I was planning to just twist the wires of my various power cables together and screw them down in a 2.1mm jack-to-screw terminal block. Or solder down a barrel jack on a proto board and then solder each power cable on separately to the same board.

These kinds of setups have always worked out for toying around with typical 5V/2A setups but will there be issues once I start dealing with higher currents?

Parts I'm using:

_{(source: odroid.com)}

Answer 1

No, it doesn't work the way you think. At these levels, the voltage and current ratings are independent.

The current rating comes from the contact resistance and the power the actual contact (way smaller than the whole connector) can safely dissipate. This not only includes things like not melting the insulation, but also oxidation and other heat-related degradation over time.

The voltage rating is what the insulation is good for.

Multiplying the voltage and current ratings tells you the maximum power that can be pushed thru the connector. It has nothing to do with what the connector will dissipate. That's soley a function of the current and the contact resistance. In fact, it's exactly the square of the current times the contact resistance.

If you want to use the full output of your 5 V 10 A power supply, you have to use a connector rated to 10 A. It also has to be rated for 5 V, but it would actually be difficult to make a connector that isn't rated to at least 50-100 V, so the voltage spec is not a issue here.

You might ask the manufacturer of the power supply to tell you a specific mating connector it is intended for. Surely they know. Or they know there isn't one, but that consumers aren't going to think of that, and think a 10 A supply is "better" than a 5 A supply. The wire you show looks suspiciously thin for 10 A, at least with reasonable safety and loss.

Basically, your supply is like a 400 horsepower V8 for a Honda Civic. You can't just plug in either one without dealing with other issues.

Answer 2

Yes, this is really an issue.

Current rating is mostly based on the power dissipated by the contact resistance.

P = R * i²

So, the heat generated on a connector is about the current, not voltage.

Answer 3

The voltage and current ratings on connectors are independent. The voltage rating depends on insulation strength, while the current rating depends on contact resistance and construction.

You may be able to use a 5 Amp connector for somewhat higher currents, but it may overheat. I don't recommend it.

Answer 4

In short, no. Use it to power at most two 5V/2A devices, or split the power supply before feeding it to your devices. Also, careful when using breadboards: the current shouldn't exceed 0.5A there, see the post: How much current can Solderless Breadboards handle?

Answer 5

To add another perspective, the 2 main tests ran at safety certification labs such as UL are the temperature test and the dielectric test.

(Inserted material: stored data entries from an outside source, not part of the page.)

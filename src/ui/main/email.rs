// Licensed to the Apache Software Foundation (ASF) under one
// or more contributor license agreements.  See the NOTICE file
// distributed with this work for additional information
// regarding copyright ownership.  The ASF licenses this file
// to you under the Apache License, Version 2.0 (the
// "License"); you may not use this file except in compliance
// with the License.  You may obtain a copy of the License at
//
//   http://www.apache.org/licenses/LICENSE-2.0
//
// Unless required by applicable law or agreed to in writing,
// software distributed under the License is distributed on an
// "AS IS" BASIS, WITHOUT WARRANTIES OR CONDITIONS OF ANY
// KIND, either express or implied.  See the License for the
// specific language governing permissions and limitations
// under the License.

use ratatui::{
    layout::{Constraint, Direction, Layout, Rect},
    style::{Color, Modifier, Style},
    text::{Line, Span},
    widgets::{Block, Borders, Paragraph},
    Frame,
};

use crate::{
    actions::Action,
    app::App,
    email::EmailField,
    ui::{button, status_badge},
};

pub fn render_email(f: &mut Frame, area: Rect, app: &App) {
    let chunks = Layout::default()
        .direction(Direction::Horizontal)
        .constraints([Constraint::Percentage(55), Constraint::Percentage(45)])
        .split(area);

    render_form(f, chunks[0], app);
    render_configuration(f, chunks[1], app);
}

fn render_form(f: &mut Frame, area: Rect, app: &App) {
    let form = &app.email_form;
    let settings = form.settings();

    let mut lines: Vec<Line> = EmailField::ALL
        .iter()
        .map(|field| {
            let checked = if field.value(&settings) { "[x]" } else { "[ ]" };
            let text = format!(" {checked} {}", field.label());
            if *field == form.cursor() {
                Line::from(Span::styled(
                    format!(">{text}"),
                    Style::default()
                        .fg(Color::Yellow)
                        .add_modifier(Modifier::BOLD),
                ))
            } else {
                Line::from(format!(" {text}"))
            }
        })
        .collect();

    lines.push(Line::from(""));
    if form.is_dirty() {
        lines.push(Line::from(Span::styled(
            "Unsaved changes",
            Style::default().fg(Color::Yellow),
        )));
    }
    lines.push(Line::from(button(app, Action::SaveEmailSettings)));
    lines.push(Line::from(""));
    lines.push(Line::from(button(app, Action::TestEmail)));
    lines.push(Line::from(button(app, Action::TestSummaryEmail)));

    let block = Block::default()
        .borders(Borders::ALL)
        .title(" Weekly Email Report ");
    f.render_widget(Paragraph::new(lines).block(block), area);
}

fn render_configuration(f: &mut Frame, area: Rect, app: &App) {
    let config = app.dashboard_data.config();
    let enabled = config.is_some_and(|c| c.email_enabled);
    let rows = config
        .and_then(|c| c.email_config.clone())
        .unwrap_or_default()
        .rows();

    let (badge, tone) = status_badge(enabled);

    let label = Style::default().fg(Color::DarkGray);
    let mut lines = vec![
        Line::from(vec![
            Span::styled("Status: ", label),
            Span::styled(badge, Style::default().fg(Color::Black).bg(tone.color())),
        ]),
        Line::from(""),
    ];
    lines.extend(rows.into_iter().map(|(name, value)| {
        Line::from(vec![
            Span::styled(format!("{name}: "), label),
            Span::raw(value),
        ])
    }));

    let block = Block::default()
        .borders(Borders::ALL)
        .title(" SMTP Configuration ");
    f.render_widget(Paragraph::new(lines).block(block), area);
}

The temperature test requirements rely strictly on the current rating; the connectors are loaded with the maximum rated current until they are thermally stable (usually about 4 hours). Temperatures along the connector are measured and checked against their maximum thermal rating. The test voltage is irrelevant and is often any convenient voltage for the test lab to get to the test current; a 50 V connector and 5 V connector may both be ran at 5 V.

The dielectric test is performed at a voltage strictly calculated using the rated voltage of the device. Here, the current rating is irrelevant to the test parameters; a 1 A device will be ran at the same voltage as a 100 A device.

So hopefully this shows that the ratings are independent of each other from a safety perspective.